**Exercise goal**
Every line below that holds the string "SUCCESS" must be copied.

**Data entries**
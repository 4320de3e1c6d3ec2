//! Command-line interface for rocketmq-bench
//!
//! # Usage Examples
//!
//! ## Single Sample
//! ```bash
//! # One synchronous send, result printed as JSON
//! rocketmq-bench sample \
//!   --namesrv-host localhost --producer-group bench \
//!   --topic T1 --tag TagA --body "hello"
//!
//! # Binary body from base64
//! rocketmq-bench sample --config sampler.yaml \
//!   --body-encoding base64 --body "AAECAw=="
//! ```
//!
//! ## Load Run
//! ```bash
//! # 10,000 async sends over 32 workers
//! rocketmq-bench run --config sampler.yaml --mode async \
//!   --iterations 10000 --concurrency 32
//!
//! # One minute of oneway sends, every sample kept as JSON lines
//! rocketmq-bench run --config sampler.yaml --mode oneway \
//!   --duration 1m --concurrency 8 --results-file results.jsonl --format markdown
//! ```
//!
//! Logging is controlled by `RUST_LOG` (e.g. `RUST_LOG=info`).

use anyhow::Context;
use clap::{Parser, Subcommand, ValueEnum};
use rocketmq_bench::config::{parse_duration, resolve_config};
use rocketmq_bench::report::{format_json, format_markdown, format_table};
use rocketmq_bench::runner::{self, RunPlan};
use rocketmq_bench::SamplerOpts;
use rocketmq_remoting_client::RemotingProducerFactory;
use rocketmq_send_sampler::testing::MockProducerFactory;
use rocketmq_send_sampler::{ProducerFactory, Sampler, SamplerConfig};
use std::path::PathBuf;
use std::sync::Arc;
use std::time::Duration;
use tracing::info;

#[derive(Parser)]
#[command(name = "rocketmq-bench")]
#[command(about = "A load-testing tool for sending messages to RocketMQ-compatible brokers")]
#[command(long_about = None)]
struct Cli {
    #[command(subcommand)]
    command: Commands,
}

#[derive(Subcommand)]
enum Commands {
    /// Run one sample and print its result as JSON
    Sample {
        #[command(flatten)]
        sampler: SamplerOpts,
    },

    /// Run many samples concurrently and print a report
    Run {
        #[command(flatten)]
        sampler: SamplerOpts,

        /// Number of samples to run
        #[arg(long)]
        iterations: Option<u64>,

        /// Number of concurrent workers
        #[arg(long, default_value = "1")]
        concurrency: usize,

        /// Stop starting new samples after this long (e.g. "30s", "5m")
        #[arg(long, value_parser = parse_duration)]
        duration: Option<Duration>,

        /// Write every sample result as one JSON line to this file
        #[arg(long, value_name = "PATH")]
        results_file: Option<PathBuf>,

        /// Report format
        #[arg(long, value_enum, default_value = "table")]
        format: OutputFormat,
    },
}

/// Output format for the run report.
#[derive(Debug, Clone, Copy, ValueEnum)]
enum OutputFormat {
    Table,
    Json,
    Markdown,
}

#[tokio::main]
async fn main() -> anyhow::Result<()> {
    if let Err(e) = run().await {
        eprintln!("Error: {e:#}");
        std::process::exit(1);
    }
    Ok(())
}

async fn run() -> anyhow::Result<()> {
    // Initialize tracing; stdout carries the results
    tracing_subscriber::fmt()
        .with_env_filter(tracing_subscriber::EnvFilter::from_default_env())
        .with_writer(std::io::stderr)
        .init();

    let cli = Cli::parse();

    match cli.command {
        Commands::Sample { sampler } => {
            let config = resolve_config(&sampler)?;
            if sampler.dry_run {
                info!("Dry run: using in-memory producer");
                run_sample(MockProducerFactory::acknowledging(), &config).await
            } else {
                let factory = RemotingProducerFactory::default()
                    .with_connect_timeout(sampler.connect_timeout);
                run_sample(factory, &config).await
            }
        }
        Commands::Run {
            sampler,
            iterations,
            concurrency,
            duration,
            results_file,
            format,
        } => {
            let config = resolve_config(&sampler)?;
            let plan = RunPlan {
                iterations,
                concurrency,
                duration,
            };
            let results_file = results_file.as_deref();
            if sampler.dry_run {
                info!("Dry run: using in-memory producer");
                run_load(
                    MockProducerFactory::acknowledging(),
                    config,
                    &plan,
                    results_file,
                    format,
                )
                .await
            } else {
                let factory = RemotingProducerFactory::default()
                    .with_connect_timeout(sampler.connect_timeout);
                run_load(factory, config, &plan, results_file, format).await
            }
        }
    }
}

/// Run one sample. The process succeeds even when the sample failed; the
/// failure is in the printed result.
async fn run_sample<F: ProducerFactory>(factory: F, config: &SamplerConfig) -> anyhow::Result<()> {
    let result = Sampler::new(factory).execute(config).await;
    let json = serde_json::to_string_pretty(&result).context("Failed to serialize sample result")?;
    println!("{json}");
    Ok(())
}

async fn run_load<F: ProducerFactory + 'static>(
    factory: F,
    config: SamplerConfig,
    plan: &RunPlan,
    results_file: Option<&std::path::Path>,
    format: OutputFormat,
) -> anyhow::Result<()> {
    let report = runner::run(
        Arc::new(Sampler::new(factory)),
        Arc::new(config),
        plan,
        results_file,
    )
    .await?;

    let output = match format {
        OutputFormat::Table => format_table(&report),
        OutputFormat::Markdown => format_markdown(&report),
        OutputFormat::Json => format_json(&report).context("Failed to serialize report")?,
    };
    println!("{output}");
    Ok(())
}
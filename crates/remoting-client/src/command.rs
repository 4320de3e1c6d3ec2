//! Remoting command: the header and body carried by every frame.

use serde::{Deserialize, Deserializer, Serialize};
use std::collections::BTreeMap;

/// Request codes.
pub mod request_code {
    pub const SEND_MESSAGE: i32 = 10;
    pub const GET_ROUTEINFO_BY_TOPIC: i32 = 105;
}

/// Response codes.
pub mod response_code {
    pub const SUCCESS: i32 = 0;
    pub const SYSTEM_ERROR: i32 = 1;
    pub const SYSTEM_BUSY: i32 = 2;
    pub const REQUEST_CODE_NOT_SUPPORTED: i32 = 3;
    pub const FLUSH_DISK_TIMEOUT: i32 = 10;
    pub const SLAVE_NOT_AVAILABLE: i32 = 11;
    pub const FLUSH_SLAVE_TIMEOUT: i32 = 12;
    pub const TOPIC_NOT_EXIST: i32 = 17;
}

const FLAG_RESPONSE: i32 = 1;
const FLAG_ONEWAY: i32 = 1 << 1;

const LANGUAGE: &str = "OTHER";
const VERSION: i32 = 400;
const SERIALIZE_TYPE_JSON: &str = "JSON";

/// A request or response exchanged with a name server or broker.
#[derive(Debug, Clone, PartialEq, Eq, Serialize, Deserialize)]
#[serde(rename_all = "camelCase")]
pub struct RemotingCommand {
    pub code: i32,
    #[serde(default)]
    pub language: String,
    #[serde(default)]
    pub version: i32,
    #[serde(default)]
    pub opaque: i32,
    #[serde(default)]
    pub flag: i32,
    #[serde(default, skip_serializing_if = "Option::is_none")]
    pub remark: Option<String>,
    #[serde(default, deserialize_with = "null_as_empty")]
    pub ext_fields: BTreeMap<String, String>,
    #[serde(rename = "serializeTypeCurrentRPC", default)]
    pub serialize_type: String,
    #[serde(skip)]
    pub body: Vec<u8>,
}

fn null_as_empty<'de, D>(deserializer: D) -> Result<BTreeMap<String, String>, D::Error>
where
    D: Deserializer<'de>,
{
    Ok(Option::<BTreeMap<String, String>>::deserialize(deserializer)?.unwrap_or_default())
}

impl RemotingCommand {
    /// Create a request with the given code and header fields.
    pub fn request(code: i32, ext_fields: BTreeMap<String, String>) -> Self {
        Self {
            code,
            language: LANGUAGE.to_string(),
            version: VERSION,
            opaque: 0,
            flag: 0,
            remark: None,
            ext_fields,
            serialize_type: SERIALIZE_TYPE_JSON.to_string(),
            body: Vec::new(),
        }
    }

    /// Create a response to the request with id `opaque`.
    pub fn response(code: i32, opaque: i32, remark: Option<String>) -> Self {
        let mut cmd = Self::request(code, BTreeMap::new());
        cmd.opaque = opaque;
        cmd.flag = FLAG_RESPONSE;
        cmd.remark = remark;
        cmd
    }

    pub fn with_body(mut self, body: Vec<u8>) -> Self {
        self.body = body;
        self
    }

    pub fn with_ext_field(mut self, key: impl Into<String>, value: impl Into<String>) -> Self {
        self.ext_fields.insert(key.into(), value.into());
        self
    }

    pub fn mark_oneway(&mut self) {
        self.flag |= FLAG_ONEWAY;
    }

    pub fn is_response(&self) -> bool {
        self.flag & FLAG_RESPONSE == FLAG_RESPONSE
    }

    pub fn is_oneway(&self) -> bool {
        self.flag & FLAG_ONEWAY == FLAG_ONEWAY
    }

    pub fn ext_field(&self, key: &str) -> Option<&str> {
        self.ext_fields.get(key).map(String::as_str)
    }

    pub fn remark_or_empty(&self) -> String {
        self.remark.clone().unwrap_or_default()
    }
}
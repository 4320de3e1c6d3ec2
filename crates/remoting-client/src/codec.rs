//! Frame codec.
//!
//! ```text
//! ┌────────────┬──────────────────────────────┬─────────────┬──────┐
//! │ length i32 │ type u8 │ header length u24  │ JSON header │ body │
//! └────────────┴──────────────────────────────┴─────────────┴──────┘
//! ```
//!
//! All integers are big-endian. `length` counts everything after itself.

use crate::command::RemotingCommand;
use crate::error::RemotingError;
use tokio::io::{AsyncRead, AsyncReadExt};

/// Largest frame accepted in either direction.
pub const MAX_FRAME_LEN: usize = 16 * 1024 * 1024;

const SERIALIZE_TYPE_JSON: u32 = 0;
const HEADER_LEN_MASK: u32 = 0x00FF_FFFF;

/// Encode a command into a complete frame, length prefix included.
pub fn encode_frame(cmd: &RemotingCommand) -> Result<Vec<u8>, RemotingError> {
    let header = serde_json::to_vec(cmd)?;
    if header.len() as u32 > HEADER_LEN_MASK {
        return Err(RemotingError::FrameTooLarge(header.len()));
    }

    let length = 4 + header.len() + cmd.body.len();
    if length > MAX_FRAME_LEN {
        return Err(RemotingError::FrameTooLarge(length));
    }

    let header_word = (SERIALIZE_TYPE_JSON << 24) | header.len() as u32;

    let mut frame = Vec::with_capacity(4 + length);
    frame.extend_from_slice(&(length as u32).to_be_bytes());
    frame.extend_from_slice(&header_word.to_be_bytes());
    frame.extend_from_slice(&header);
    frame.extend_from_slice(&cmd.body);
    Ok(frame)
}

/// Decode a frame whose length prefix has already been consumed.
pub fn decode_frame(frame: &[u8]) -> Result<RemotingCommand, RemotingError> {
    let word: [u8; 4] = frame
        .get(..4)
        .and_then(|b| b.try_into().ok())
        .ok_or_else(|| RemotingError::MalformedFrame(format!("{} byte frame", frame.len())))?;
    let header_word = u32::from_be_bytes(word);

    let serialize_type = header_word >> 24;
    if serialize_type != SERIALIZE_TYPE_JSON {
        return Err(RemotingError::MalformedFrame(format!(
            "unsupported serialize type {serialize_type}"
        )));
    }

    let header_len = (header_word & HEADER_LEN_MASK) as usize;
    let header_end = 4 + header_len;
    if header_end > frame.len() {
        return Err(RemotingError::MalformedFrame(format!(
            "header length {header_len} exceeds frame length {}",
            frame.len()
        )));
    }

    let mut cmd: RemotingCommand = serde_json::from_slice(&frame[4..header_end])?;
    cmd.body = frame[header_end..].to_vec();
    Ok(cmd)
}

/// Read the next frame. Returns `None` when the stream ends between frames.
pub async fn read_frame<R>(reader: &mut R) -> Result<Option<RemotingCommand>, RemotingError>
where
    R: AsyncRead + Unpin,
{
    let mut length_buf = [0u8; 4];
    match reader.read_exact(&mut length_buf).await {
        Ok(_) => {}
        Err(e) if e.kind() == std::io::ErrorKind::UnexpectedEof => return Ok(None),
        Err(e) => return Err(e.into()),
    }

    let length = u32::from_be_bytes(length_buf) as usize;
    if length > MAX_FRAME_LEN {
        return Err(RemotingError::FrameTooLarge(length));
    }

    let mut frame = vec![0u8; length];
    reader.read_exact(&mut frame).await?;
    decode_frame(&frame).map(Some)
}

#[cfg(test)]
mod tests {
    use super::*;
    use crate::command::{request_code, response_code};
    use std::collections::BTreeMap;

    #[test]
    fn test_frame_layout() {
        let cmd = RemotingCommand::request(request_code::SEND_MESSAGE, BTreeMap::new())
            .with_body(b"hello".to_vec());
        let frame = encode_frame(&cmd).unwrap();
        let header_len = serde_json::to_vec(&cmd).unwrap().len();

        let length = u32::from_be_bytes(frame[0..4].try_into().unwrap()) as usize;
        assert_eq!(length, frame.len() - 4);
        assert_eq!(length, 4 + header_len + 5);

        let word = u32::from_be_bytes(frame[4..8].try_into().unwrap());
        assert_eq!(word >> 24, 0);
        assert_eq!((word & 0x00FF_FFFF) as usize, header_len);
        assert_eq!(&frame[frame.len() - 5..], b"hello");

        let decoded = decode_frame(&frame[4..]).unwrap();
        assert_eq!(decoded, cmd);
    }

    #[test]
    fn test_decode_rejects_bad_frames() {
        assert!(matches!(
            decode_frame(&[0, 0]),
            Err(RemotingError::MalformedFrame(_))
        ));
        // ROCKETMQ serialize type
        assert!(matches!(
            decode_frame(&[1, 0, 0, 0]),
            Err(RemotingError::MalformedFrame(_))
        ));
        // header longer than the frame
        assert!(matches!(
            decode_frame(&[0, 0, 0, 10, b'{']),
            Err(RemotingError::MalformedFrame(_))
        ));
    }

    #[test]
    fn test_oversized_body_rejected() {
        let cmd = RemotingCommand::request(request_code::SEND_MESSAGE, BTreeMap::new())
            .with_body(vec![0u8; MAX_FRAME_LEN]);
        assert!(matches!(
            encode_frame(&cmd),
            Err(RemotingError::FrameTooLarge(_))
        ));
    }

    #[tokio::test]
    async fn test_read_frames_from_stream() {
        let first = RemotingCommand::response(response_code::SUCCESS, 1, None);
        let second = RemotingCommand::response(response_code::SYSTEM_BUSY, 2, Some("busy".into()))
            .with_body(vec![1, 2, 3]);

        let mut bytes = encode_frame(&first).unwrap();
        bytes.extend(encode_frame(&second).unwrap());
        let mut reader = bytes.as_slice();

        assert_eq!(read_frame(&mut reader).await.unwrap(), Some(first));
        assert_eq!(read_frame(&mut reader).await.unwrap(), Some(second));
        assert_eq!(read_frame(&mut reader).await.unwrap(), None);
    }
}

**Solution for this exercise**
    pub const SUCCESS: i32 = 0;
        let first = RemotingCommand::response(response_code::SUCCESS, 1, None);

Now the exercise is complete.